BBCSO/Storgårds review – severe and ear-splitting

Brett Dean.
Sonic exuberance … Brett Dean. Photograph: Robert Piccoli/PR

Composers usually await their premieres sitting in the audience, looking stressed and trying to avoid eye contact – especially at the venues that seem to think it’s funny to sit them among the critics. Brett Dean, however, spent the first half of this concert on stage where, as a former member of the Berlin Philharmonic, he was a useful addition to the viola section of the BBCSO in Beethoven’s Eighth Symphony. And the performance, under John Storgårds, was one in which he could have let some of that pre-premiere tension go: big-boned, a little heavy on its feet, but persuasive in the forceful crescendos of the first movement and the bristling energy of the finale.

Dean took his expected seat in the audience for the UK premiere of The Last Days of Socrates, written to a text by Graeme William Ellis and first performed by the Berliners under Simon Rattle in 2013. Its length, classical subject and ritualistic rhythmic drive recall Stravinsky’s Oedipus Rex, but the noises Dean conjures are all his own.

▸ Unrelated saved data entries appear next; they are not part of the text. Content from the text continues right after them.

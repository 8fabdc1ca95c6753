// ABOUTME: Application-wide error types for stagehand.
// ABOUTME: Uses thiserror for ergonomic error handling and maps failures to exit codes.

use std::path::PathBuf;
use thiserror::Error;

use crate::api::ApiError;
use crate::deploy::{DeployError, Rejection};
use crate::store::StoreError;
use crate::types::{SnapshotHash, SnapshotHashError, StorageRootError};

/// Exit code for a rollback that failed; the live site needs a human.
pub const EXIT_CATASTROPHIC: i32 = 2;

#[derive(Debug, Error)]
pub enum Error {
    #[error("file already exists: {0}")]
    AlreadyExists(PathBuf),

    #[error("configuration file not found in {0}")]
    ConfigNotFound(PathBuf),

    #[error("missing required environment variable: {0}")]
    MissingEnvVar(String),

    #[error("invalid configuration: {0}")]
    InvalidConfig(String),

    #[error(
        "no API token: pass --token, set STAGEHAND_TOKEN, or configure the target in stagehand.yml"
    )]
    MissingToken,

    #[error("invalid version: {0}")]
    InvalidVersion(#[from] SnapshotHashError),

    #[error("invalid storage zone: {0}")]
    InvalidZone(#[from] StorageRootError),

    #[error("{0}")]
    Rejected(Rejection),

    #[error("activation of {} failed: {message}", hash.version_label())]
    ActivationFailed { hash: SnapshotHash, message: String },

    #[error("rollback failed, the live site may be broken: {0}")]
    RollbackFailed(String),

    #[error(transparent)]
    Deploy(#[from] DeployError),

    #[error(transparent)]
    Api(#[from] ApiError),

    #[error(transparent)]
    Store(#[from] StoreError),

    #[error("I/O error: {0}")]
    Io(#[from] std::io::Error),

    #[error("YAML parse error: {0}")]
    Yaml(#[from] serde_yaml::Error),
}

impl Error {
    /// Process exit code for this error.
    pub fn exit_code(&self) -> i32 {
        match self {
            Error::RollbackFailed(_) => EXIT_CATASTROPHIC,
            _ => 1,
        }
    }
}

pub type Result<T> = std::result::Result<T, Error>;

#[cfg(test)]
mod tests {
    use super::*;

    #[test]
    fn rollback_failure_has_distinct_exit_code() {
        assert_eq!(Error::RollbackFailed("boom".into()).exit_code(), 2);
        assert_eq!(Error::Rejected(Rejection::NoIndex).exit_code(), 1);
    }

    #[test]
    fn rejection_message_includes_reason() {
        let message = Error::Rejected(Rejection::FlushCurrentVersion).to_string();
        assert!(message.contains("flush.attempting_flush_current_version"));
    }
}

At full tilt, which they often are, orchestra and chorus form a wall of sound that, in the Barbican, was ear-splitting. Elsewhere, Dean drops in vivid spots of colour that can be hard to place: an electric guitar; off-stage violins; a windchime-like jangling from toy bells and house keys being shaken. The latter accompanies Socrates’ description of the swan singing before its death. Dean trips up when a small off-stage chorus “oooohs” at the mention of Hades – it sounds like children playing ghosts. But Socrates’ own swansong, after the hemlock has audibly dripped down his throat, is tinglingly evocative, with the orchestra slipping and sliding out of focus.

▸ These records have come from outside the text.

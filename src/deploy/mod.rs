// ABOUTME: Deployment engine: upload, activation with rollback, flush, and snapshot listing.
// ABOUTME: Exports the promotion type state, its markers, and the result record types.

mod activate;
mod build;
mod engine;
mod error;
mod flush;
mod pointer;
mod promotion;
mod rejection;
mod report;
mod retry;
mod snapshots;
mod state;
mod upload;

pub use activate::{Activation, ActivationOutcome};
pub use build::{IGNORED_DIRS, LocalBuild, SOURCE_MARKER};
pub use engine::Engine;
pub use error::{DeployError, DeployErrorKind};
pub use flush::Flush;
pub use promotion::Promotion;
pub use rejection::{Outcome, Rejection};
pub use report::{
    DeploymentInput, DeploymentResult, OperationReport, OperationStatus, Operations, Stage,
};
pub use retry::{DEFAULT_RETRY_DELAY, OBJECT_RETRIES, POINTER_RETRIES, RetryPolicies, RetryPolicy};
pub use snapshots::SnapshotInfo;
pub use state::{
    EntryPublished, ErrorPageAliased, FilesPromoted, Pending, Phase, Recorded, Validated,
};
// ABOUTME: Flush command implementation.
// ABOUTME: Deletes an uploaded version that is not live.

use super::session::TargetSession;
use stagehand::config::Config;
use stagehand::deploy::{
    DeploymentInput, DeploymentResult, Engine, OperationReport, Outcome, Stage,
};
use stagehand::diagnostics::Diagnostics;
use stagehand::error::{Error, Result};
use stagehand::output::Output;
use stagehand::telemetry::TracingTelemetry;
use stagehand::types::SnapshotHash;

pub async fn flush(
    config: &Config,
    token: Option<&str>,
    target: &str,
    version: &str,
    mut output: Output,
) -> Result<()> {
    output.start_timer();
    let hash = SnapshotHash::parse_version(version)?;
    let telemetry = TracingTelemetry;
    let mut diag = Diagnostics::default();

    let result = DeploymentResult::new(DeploymentInput::new(target)).with_hash(&hash);
    let (session, result) =
        TargetSession::open(config, token, target, &hash, result, &telemetry, &output).await?;

    output.progress(&format!("  → Flushing {}...", hash.version_label()));
    let engine = Engine::new(&session.store, &telemetry).with_retry(config.retry.policies());

    let (result, verdict) = match engine.flush(&session.root, &hash).await {
        Ok(flush) => {
            let verdict = match flush.outcome {
                Outcome::Done(()) => {
                    output.success(&format!("Flushed {}", hash.version_label()));
                    Ok(())
                }
                Outcome::Rejected(rejection) => Err(Error::Rejected(rejection)),
            };
            (result.with_flush(OperationReport::for_flush(&flush)), verdict)
        }
        Err(e) => (result.with_stage_error(Stage::Flush, &e), Err(e.into())),
    };

    session.submit(&result, &mut diag).await;
    for warning in diag.warnings() {
        output.warning(&warning.message);
    }
    output.report(&result);
    verdict
}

The orchestra and the BBC Symphony Chorus were brilliantly committed, and the sonic exuberance of Dean’s music fascinates. Yet even in that swansong, Socrates’ words can sound hectoring, despite the characteristic intensity John Tomlinson lent them here. Nobody expected a happy ending, but this is a strikingly severe 50 minutes.

On BBC iPlayer until 15 March.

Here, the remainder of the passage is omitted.